Site your tent wisely
You want a location sheltered from the wind and next to trees or rock faces, which absorb the sun’s warmth, then release it at night. Also, “Look for sites near drifts of compacted snow,” Larsen says. “It makes cutting blocks for snow walls much easier.”
Build a foundation
Use your skis, snowshoes, or a shovel to stamp out a flat tent platform. In the vestibule, dig a pit for your feet so you can easily take your boots on and off.
Use every guy point
“The more you connect your tent to the snow, the more rock solid it becomes,” says Mike Finnegan, a Mt. Washington meteorologist. Use snowstakes (like SMC’s T-Anchors, 4 for $32, smcgear.net); or tie the lines around rocks or logs, then bury them under two feet of snow. And consider bringing a small mallet to hammer stakes into hardpack.
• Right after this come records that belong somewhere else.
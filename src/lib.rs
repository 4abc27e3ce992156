//! Connect Four in the terminal
//!
//! Two pluggable players take turns dropping pieces into a 7x6 board.
//!
//! # Architecture
//!
//! - **Rules**: immutable game state in the `connect_four_rules` crate
//! - **Players**: keyboard, random, heuristic and remote-solver strategies
//! - **Game**: turn loop relaying each player's thinking to an observer
//! - **TUI**: ratatui front end driven by game events
//!
//! # Example
//!
//! ```no_run
//! use connect_four::{Game, GameConfig, PlayerContext, PlayerKind};
//! use connect_four_rules::State;
//!
//! # async fn example() -> anyhow::Result<()> {
//! let context = PlayerContext::headless(GameConfig::default());
//! let mut game = Game::new(
//!     State::initial(),
//!     PlayerKind::Hugh.build(&context)?,
//!     PlayerKind::Rando.build(&context)?,
//! )?;
//! let last = game.run().await?;
//! println!("{}", last);
//! # Ok(())
//! # }
//! ```

#![warn(missing_docs)]
#![forbid(unsafe_code)]

pub mod cli;
mod config;
mod error;
mod game;
mod headless;
mod input;
pub mod players;
mod registry;
pub mod solver;
pub mod tui;

// Crate-level exports - Configuration
pub use config::{ConfigError, GameConfig};

// Crate-level exports - Errors
pub use error::GameError;

// Crate-level exports - Orchestration
pub use game::{Game, GameEvent};
pub use headless::{MatchTally, play_match};

// Crate-level exports - Input
pub use input::{KeyCommand, KeyEvents};

// Crate-level exports - Players
pub use players::{
    HeuristicPlayer, HumanPlayer, Player, RandomPlayer, Reporter, Signal, SignalKind,
    SolverPlayer, check_playable,
};
pub use registry::{PlayerContext, PlayerKind};
pub use solver::{SolverClient, SolverError};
Pile snow around the base of the tent
It should form a small wall about three to six inches high and should touch the tent. “This will block gaps between the tent and fly and prevent snow from blowing in,” explains Larsen.
Build a snow wall
If you’re staying in one location for several days or expect seriously bad weather, create a protective snow barrier by carving out (with a shovel or ski) cinderblock-size chunks of snow and stacking them. The wall should be three feet high and extend two feet past the tent on either side to prevent the area around the tent from getting choked with spindrift.
Close all tent zips
“And secure all Velcro tabs or snaps on your tent door before sleeping,” Finnegan suggests. “If condensation might become an issue, leave a small section of the door unzipped at the top to let out humid air.”